The Giant Teeth of a Giant Prehistoric Predator
Picture Credit: Journal of Vertebrate Palaeontology
The photograph (above), shows isolated teeth associated with the lower jaw. Pictures (A, B and C) show a right lower canine in lingual, buccal and occlusal views. A right molar (m1), is shown in (D) occlusal, (E) lingual and (F) buccal views and the second right molar (m2), is shown in (G) occlusal, (H) lingual and (I) buccal views, whilst a left molar (m2), is show in (J) occlusal, (K) lingual and (L) buccal views. Note the scale bar equals 5 cm.

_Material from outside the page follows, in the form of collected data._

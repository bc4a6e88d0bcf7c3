//! CLI command implementations

use std::io::Write;
use std::path::{Path, PathBuf};
use std::sync::Arc;

use anyhow::Context;
use clap::Subcommand;
use intogif_core::config::IntogifConfig;
use intogif_core::conversion::{FailureKind, InputFile, normalize, transcode_args};
use intogif_core::engine::process::is_core_available;
use intogif_core::session::{
    SessionController, SessionError, SessionFailure, SessionSnapshot, SessionState,
    TracingLogSink,
};
use intogif_core::IntogifError;
use serde::Serialize;
use tracing::{info, warn};

/// Available CLI commands
#[derive(Subcommand)]
pub enum Commands {
    /// Convert a video into an animated GIF
    Convert {
        /// Video file to convert
        input: PathBuf,
        /// Where to write the GIF (defaults to the input path with a .gif extension)
        #[arg(short, long)]
        output: Option<PathBuf>,
        /// Path to the ffmpeg binary
        #[arg(long)]
        ffmpeg: Option<PathBuf>,
        /// Use the in-memory engine instead of ffmpeg
        #[arg(long)]
        simulate: bool,
        /// Do not mirror engine output into the logs
        #[arg(long)]
        quiet_engine: bool,
        /// Print a JSON report to stdout
        #[arg(long)]
        json: bool,
    },
    /// Show how a file would be staged and transcoded without running anything
    Plan {
        /// File name of the video
        name: String,
        /// Print the plan as JSON
        #[arg(long)]
        json: bool,
    },
}

/// Handle the CLI command
///
/// # Errors
/// Returns appropriate error based on the command that fails
pub async fn handle_command(command: Commands) -> anyhow::Result<()> {
    match command {
        Commands::Convert {
            input,
            output,
            ffmpeg,
            simulate,
            quiet_engine,
            json,
        } => {
            let mut config = IntogifConfig::from_env();
            if let Some(path) = ffmpeg {
                config.engine.core_path = path;
            }
            if simulate {
                config.simulation.enabled = true;
            }
            if quiet_engine {
                config.engine.log = false;
            }
            let output = output.unwrap_or_else(|| default_output_path(&input));
            convert(&config, &input, &output, json).await
        }
        Commands::Plan { name, json } => show_plan(&name, json),
    }
}

/// Machine-readable outcome of `convert`
#[derive(Debug, Serialize)]
struct ConversionReport {
    input: String,
    state: SessionState,
    job: u64,
    #[serde(skip_serializing_if = "Option::is_none")]
    output: Option<OutputReport>,
    #[serde(skip_serializing_if = "Option::is_none")]
    failure: Option<FailureReport>,
}

#[derive(Debug, Serialize)]
struct OutputReport {
    path: String,
    resource: String,
    mime_type: &'static str,
    bytes: usize,
}

#[derive(Debug, Serialize)]
struct FailureReport {
    kind: Option<FailureKind>,
    message: String,
    detail: String,
    diagnostics: Vec<String>,
}

impl FailureReport {
    fn from_failure(failure: &SessionFailure) -> Self {
        let diagnostics = match failure {
            SessionFailure::Conversion(error) => error.diagnostics().to_vec(),
            SessionFailure::EngineInit(_) => Vec::new(),
        };
        Self {
            kind: failure.kind(),
            message: failure.user_message().to_string(),
            detail: failure.to_string(),
            diagnostics,
        }
    }
}

/// Convert one video file
///
/// # Errors
/// - `IntogifError::Configuration` - Input path is not a readable file
/// - `IntogifError::Session` - Session rejected the file or ended without a result
/// - `IntogifError::Failed` - Engine failed to load or the conversion failed
/// - `IntogifError::Io` - GIF could not be written
pub async fn convert(
    config: &IntogifConfig,
    input: &Path,
    output: &Path,
    json: bool,
) -> anyhow::Result<()> {
    if !input.is_file() {
        return Err(IntogifError::Configuration {
            reason: format!("{} is not a file", input.display()),
        }
        .into());
    }
    if !config.simulation.enabled && !is_core_available(&config.engine.core_path) {
        warn!(
            "ffmpeg not found at {}, loading will fail",
            config.engine.core_path.display()
        );
    }

    let file = InputFile::from_path(input)
        .await
        .with_context(|| format!("failed to read {}", input.display()))?;
    info!(
        "Converting {} ({} bytes) to {}",
        input.display(),
        file.len(),
        output.display()
    );

    let snapshot = run_session(config, file, !json).await?;

    let mut report = ConversionReport {
        input: input.display().to_string(),
        state: snapshot.state,
        job: snapshot.generation.0,
        output: None,
        failure: None,
    };

    match (snapshot.output, snapshot.failure) {
        (Some(gif), _) => {
            gif.write_to(output)
                .await
                .map_err(IntogifError::Io)
                .with_context(|| format!("failed to write {}", output.display()))?;
            report.output = Some(OutputReport {
                path: output.display().to_string(),
                resource: gif.resource_uri(),
                mime_type: gif.mime_type(),
                bytes: gif.len(),
            });
            if json {
                print_json(&report)?;
            } else {
                println!("Wrote {} ({} bytes)", output.display(), gif.len());
            }
            Ok(())
        }
        (None, Some(failure)) => {
            report.failure = Some(FailureReport::from_failure(&failure));
            let error = IntogifError::from(failure);
            if json {
                print_json(&report)?;
            } else {
                eprintln!("{}", error.user_message());
            }
            Err(error.into())
        }
        (None, None) => {
            warn!("Session ended in state {} without a result", snapshot.state);
            Err(IntogifError::Session(SessionError::Stopped).into())
        }
    }
}

/// Run one conversion session for `file` and return its settled snapshot
///
/// # Errors
/// - `IntogifError::Session` - Session refused to start or to take the file
async fn run_session(
    config: &IntogifConfig,
    file: InputFile,
    show_progress: bool,
) -> intogif_core::Result<SessionSnapshot> {
    let session = SessionController::from_config(config, Arc::new(TracingLogSink));
    session.start()?;
    session.submit(Some(file))?;

    let snapshot = wait_with_progress(&session, show_progress).await;
    session.stop();
    Ok(snapshot)
}

/// Wait for the session to settle, drawing a progress line on stderr
async fn wait_with_progress(session: &SessionController, show_progress: bool) -> SessionSnapshot {
    let mut updates = session.subscribe();
    let mut drawn = false;

    let snapshot = loop {
        let snapshot = updates.borrow_and_update().clone();
        if snapshot.state.is_settled() {
            break snapshot;
        }
        if show_progress && let Some(ratio) = snapshot.progress {
            eprint!("\rConverting... {:>5.1}%", ratio * 100.0);
            let _ = std::io::stderr().flush();
            drawn = true;
        }
        if updates.changed().await.is_err() {
            break session.snapshot();
        }
    };

    if drawn {
        eprintln!();
    }
    snapshot
}

/// Print the staged name and engine arguments for `name`
///
/// # Errors
/// - `serde_json::Error` - Plan could not be serialized
pub fn show_plan(name: &str, json: bool) -> anyhow::Result<()> {
    #[derive(Serialize)]
    struct Plan {
        staged_name: String,
        args: Vec<String>,
    }

    let staged_name = normalize(name);
    let plan = Plan {
        args: transcode_args(&staged_name),
        staged_name,
    };

    if json {
        print_json(&plan)?;
    } else {
        println!("Staged as: {}", plan.staged_name);
        println!("Engine arguments:");
        for arg in &plan.args {
            println!("  {arg}");
        }
    }
    Ok(())
}

fn print_json(value: &impl Serialize) -> anyhow::Result<()> {
    println!("{}", serde_json::to_string_pretty(value)?);
    Ok(())
}

/// `clip.mov` -> `clip.gif`; a `.gif` input gets `.converted.gif`
fn default_output_path(input: &Path) -> PathBuf {
    let is_gif = input
        .extension()
        .is_some_and(|ext| ext.eq_ignore_ascii_case("gif"));
    if is_gif {
        input.with_extension("converted.gif")
    } else {
        input.with_extension("gif")
    }
}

A Widely Dispersed Clade of Super-sized Mammalian Predators
The hyainailourine hyaenodonts are among the biggest land mammalian carnivores known to science. The group is temporally and geographically widely dispersed with fossil finds in Europe, Asia, North America, Arabia as well as Africa. The fossil material assigned to the Simbakubwa genus represent the most complete hyainailourine known from sub-Saharan Africa. The researchers conclude that the fossils represent a relatively young adult animal and the material was collected at the Meswa Bridge site (western Kenya).
Bayesian ancestral state reconstruction supports an Afro-Arabian origin for Hyainailourinae with subsequent dispersal to Europe and Asia. A regression analysis conducted by the authors of the paper, based on carnassial size suggests that Simbakubwa could have weighed around 1,500 kilogrammes, more than four times the weight of a modern African lion. The evolution and extinction of Hyainailourinae offers important insights for interpreting ecological transitions from Paleogene to Neogene faunas in Afro-Arabia and Eurasia.
The scientific paper: “Simbakubwa kutokaafrika, gen. et sp. nov. (Hyainailourinae, Hyaenodonta, ‘Creodonta,’ Mammalia), a gigantic carnivore from the earliest Miocene of Kenya” by Matthew R. Borths and Nancy J. Stevens published in the Journal of Vertebrate Paleontology.